The latest player in dinner delivery? MedStar Health. Yeah, that MedStar

Washington Business Journal. By Tina Reed.  

MedStar Health Inc. is getting into the business of dinner.

The regional health care behemoth launched a fresh meal delivery service called WellRooted — echoing the subscription business model popularized by national brands Blue Apron and Plated — with Alexandria-based meal delivery startup Power Supply.


MedStar Health’s Institute for Innovation launched a new meal delivery service that offers healthy options for Type 2 diabetics. 

The niche? Making mealtime easier for people living with Type 2 diabetes.

The idea was launched out of the MedStar Institute for Innovation’s Health for America Fellowship collaboration with D.C.-based startup accelerator 1776. With nearly $250,000 in funding from the Gordon and Betty Moore Foundation and MedStar, four health fellows were challenged to learn firsthand about diabetes — including checking their own blood sugar and making food choices as if they had the condition — to create new ideas about services for diabetics.

“What we experienced, and what patients told us, was they had a lot of added stress and frustration at mealtime,” said Amanda Newman, one of the fellows.

They created WellRooted, which allows customers to select from an online menu of diabetes-friendly meals. Each is less than 600 calories and has no more than 60 grams of carbohydrates and less than 750 milligrams of sodium. Step-by-step instructions with photos are included. The meals all have fewer than 12 ingredients and can be cooked within 35 minutes.

The cook-at-home recipe ingredients end up working out to about $6 to $10 per person per meal on average; prepared meals from Power Supply start at $13 per person per meal. The site automatically connects to Instacart, a grocery delivery service, to allow customers to populate their grocery list and schedule delivery of the ingredients they need for a specific dish. Anyone wholives in an area where Instacart delivers can use the service, although recipes are available for free on the WellRooted site.

WellRooted is following the lead of the fast-growing cook-at-home meal delivery industry. Technomic, a Chicago-based food industry consulting firm, has predicted boxed-meal services will expand to a $3 billion to $5 billion industry in the next decade. Investors have enthusiastically embraced major players like Blue Apron and Plated.

But WellRooted isn’t generating its own revenue yet, as all revenue is going to Instacart . It also doesn’t fit within the niche of other meal services that only provide the exact pre-portioned amount of ingredients for each dish; users receive a full bag of groceries with the ingredients.

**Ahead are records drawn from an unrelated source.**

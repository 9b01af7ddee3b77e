use crate::core::calendar::{BusinessCalendar, CalendarError};
use crate::core::item::OpenItem;
use crate::core::scope::ScopeKey;
use crate::core::store::OpenItemStore;
use crate::engine::bucket::BucketArena;
use crate::engine::closure;
use crate::engine::diagnostic::Diagnostic;
use crate::engine::group::{ClearingGroup, ToleranceViolation};
use crate::rules::rule::{ClearingDateBasis, ClearingRule, ClosureStrategy};
use crate::rules::rule_set::RuleSet;
use chrono::NaiveDate;
use log::{debug, info};
use rayon::prelude::*;
use serde::{Deserialize, Serialize};

/// Groups, leftovers and diagnostics of one scope or one whole run.
#[derive(Debug, Clone, Default, PartialEq, Eq, Serialize, Deserialize)]
pub struct EngineOutput {
    /// Groups in emission order.
    pub groups: Vec<ClearingGroup>,
    /// Items no rule could clear, in input order.
    pub unmatched: Vec<OpenItem>,
    pub diagnostics: Vec<Diagnostic>,
}

impl EngineOutput {
    fn append(&mut self, mut other: EngineOutput) {
        self.groups.append(&mut other.groups);
        self.unmatched.append(&mut other.unmatched);
        self.diagnostics.append(&mut other.diagnostics);
    }

    pub fn cleared_item_count(&self) -> usize {
        self.groups.iter().map(|g| g.len()).sum()
    }
}

/// Why a candidate never became a group.
enum Rejection {
    Tolerance(ToleranceViolation),
    Calendar(CalendarError),
}

/// The clearing engine.
///
/// Holds the read-only inputs of a run. Scopes share nothing mutable,
/// so [`ClearingEngine::run`] processes them in parallel.
///
/// # Algorithm
///
/// Per scope, each applicable rule in priority order:
///
/// 1. Filter the still-open items through the rule's account, partner
///    and age filters.
/// 2. Bucket them by account, currency and the rule's match keys.
/// 3. Run the rule's closure strategies in order over each bucket's
///    open members and emit every candidate that passes validation.
/// 4. A bucket that emitted a group belongs to this rule: its open
///    leftovers are withheld from every later rule.
///
/// Whatever is left after the last rule is unmatched.
pub struct ClearingEngine<'a> {
    rules: &'a RuleSet,
    calendar: &'a BusinessCalendar,
    as_of: NaiveDate,
    period_close: Result<NaiveDate, CalendarError>,
}

impl<'a> ClearingEngine<'a> {
    pub fn new(rules: &'a RuleSet, calendar: &'a BusinessCalendar, as_of: NaiveDate) -> Self {
        Self {
            rules,
            calendar,
            as_of,
            period_close: calendar.period_clearing_date(as_of),
        }
    }

    pub fn as_of(&self) -> NaiveDate {
        self.as_of
    }

    /// Clear every scope of `store`.
    ///
    /// Rejected rows become diagnostics. Scopes of a company code with a
    /// rejected row are not matched at all.
    pub fn run(&self, store: &OpenItemStore) -> EngineOutput {
        let mut output = EngineOutput {
            diagnostics: store.rejected().iter().map(Diagnostic::from).collect(),
            ..EngineOutput::default()
        };

        let scopes = store.scopes();
        let outcomes: Vec<EngineOutput> = scopes
            .par_iter()
            .map(|scope| {
                let items = store.scope_items(scope);
                if store.is_tainted(&scope.company_code) {
                    self.skip_scope(scope, &items)
                } else {
                    self.clear_scope(scope, &items)
                }
            })
            .collect();

        for outcome in outcomes {
            output.append(outcome);
        }

        info!(
            "Cleared {} items in {} groups across {} scopes, {} left open",
            output.cleared_item_count(),
            output.groups.len(),
            scopes.len(),
            output.unmatched.len()
        );
        output
    }

    fn skip_scope(&self, scope: &ScopeKey, items: &[&OpenItem]) -> EngineOutput {
        info!("Scope {}: skipped, the export holds malformed rows", scope);
        EngineOutput {
            groups: Vec::new(),
            unmatched: items.iter().map(|&item| item.clone()).collect(),
            diagnostics: vec![Diagnostic::ScopeSkipped {
                scope: scope.clone(),
                reason: "company code has malformed ledger rows".to_string(),
            }],
        }
    }

    /// Clear the items of one scope, given in input order.
    pub fn clear_scope(&self, scope: &ScopeKey, items: &[&OpenItem]) -> EngineOutput {
        let mut output = EngineOutput::default();
        let rules = self.rules.rules_for(&scope.company_code, &scope.country);

        if rules.is_empty() {
            info!("Scope {}: no clearing rule applies", scope);
            output.unmatched = items.iter().map(|&item| item.clone()).collect();
            output.diagnostics.push(Diagnostic::NoApplicableRule {
                scope: scope.clone(),
            });
            return output;
        }

        let mut consumed = vec![false; items.len()];
        let mut retired = vec![false; items.len()];

        for rule in rules {
            let candidates = (0..items.len()).filter(|&pos| {
                !consumed[pos] && !retired[pos] && rule.admits(items[pos], self.as_of)
            });
            let (arena, skipped) = BucketArena::build(rule, items, candidates);
            if !skipped.is_empty() {
                debug!(
                    "Scope {}: {} items lack a match key of rule '{}'",
                    scope,
                    skipped.len(),
                    rule.id
                );
            }

            let mut date_reported = false;
            for bucket in arena.buckets() {
                if bucket.members.len() < 2 {
                    continue;
                }
                let emitted = output.groups.len();
                for &strategy in &rule.strategies {
                    let open: Vec<usize> = bucket
                        .members
                        .iter()
                        .copied()
                        .filter(|&pos| !consumed[pos])
                        .collect();
                    if open.len() < 2 {
                        break;
                    }

                    for candidate in closure::propose(strategy, &open, items, rule.amount_tolerance)
                    {
                        let members: Vec<&OpenItem> =
                            candidate.iter().map(|&pos| items[pos]).collect();
                        match self.build_group(rule, strategy, &members) {
                            Ok(group) => {
                                for &pos in &candidate {
                                    consumed[pos] = true;
                                }
                                output.groups.push(group);
                            }
                            Err(Rejection::Tolerance(violation)) => {
                                debug!("Scope {}: candidate dropped: {}", scope, violation);
                            }
                            Err(Rejection::Calendar(err)) => {
                                if !date_reported {
                                    output.diagnostics.push(
                                        Diagnostic::ClearingDateUnavailable {
                                            scope: scope.clone(),
                                            rule: rule.id.clone(),
                                            reason: err.to_string(),
                                        },
                                    );
                                    date_reported = true;
                                }
                            }
                        }
                    }
                }
                if output.groups.len() > emitted {
                    for &pos in &bucket.members {
                        retired[pos] = true;
                    }
                }
            }
        }

        output.unmatched = items
            .iter()
            .zip(&consumed)
            .filter(|(_, &used)| !used)
            .map(|(&item, _)| item.clone())
            .collect();

        info!(
            "Scope {}: {} groups, {} items unmatched",
            scope,
            output.groups.len(),
            output.unmatched.len()
        );
        output
    }

    fn build_group(
        &self,
        rule: &ClearingRule,
        strategy: ClosureStrategy,
        members: &[&OpenItem],
    ) -> Result<ClearingGroup, Rejection> {
        let date = self.clearing_date(rule, members).map_err(Rejection::Calendar)?;
        ClearingGroup::new(rule, strategy, members, date).map_err(Rejection::Tolerance)
    }

    /// Clearing date of a candidate under `rule`.
    pub fn clearing_date(
        &self,
        rule: &ClearingRule,
        members: &[&OpenItem],
    ) -> Result<NaiveDate, CalendarError> {
        let latest = members
            .iter()
            .map(|m| m.posting_date())
            .max()
            .unwrap_or(self.as_of);

        let date = match rule.clearing_date {
            ClearingDateBasis::LatestPosting => latest,
            ClearingDateBasis::PeriodClose => latest.max(self.period_close.clone()?),
        };

        if rule.requires_business_day {
            self.calendar.roll_forward(date)
        } else {
            Ok(date)
        }
    }
}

“That helps our customers build what’s called a ‘well-stocked’ pantry,” Newman said.

The next phase of the WellRooted team’s work will be focused on creating a more sustainable and scalable business model with help from Power Supply, Newman said.

It is targeting a potentially massive market with diet being among the toughest areas for the health care system to crack. The American Diabetes Association estimated the total costs of diagnosed diabetes reached $245 billion in 2012, up from from $174 billion in 2007. People with diabetes incur annual additional health expenses of about $7,900.

Studies have found enrolling patients in programs aimed at lifestyle changes resulted in fewer hospitals stays and fewer medications, with costs that are 10 percent less than patients put in traditional diabetes education programs. Over a decade, those patients had average health care costs of $5,280 less than those in an education group.

Poorly managed, the condition can impact every organ in the body and create a host of health problems, said Dr. Mark Smith, who oversees the MedStar innovation lab.

“I daresay a lot of that cost and those problems could be avoided if their conditions were handled better,” he said.

WellRooted organizers said they inspired by their own experience because, despite receiving training, they still failed in many cases to properly follow the diabetic diet.

Newman, who eats a vegetarian diet, was surprised to find out the beans she was eating for protein were packed with far too many carbs. So she cut back and more closely monitored every thing she ate. “The diabetes educator finally looked at my food log and said, ‘Aren’t you hungry?’ I said, ‘Yes. I am so hungry,’ ” Newman said.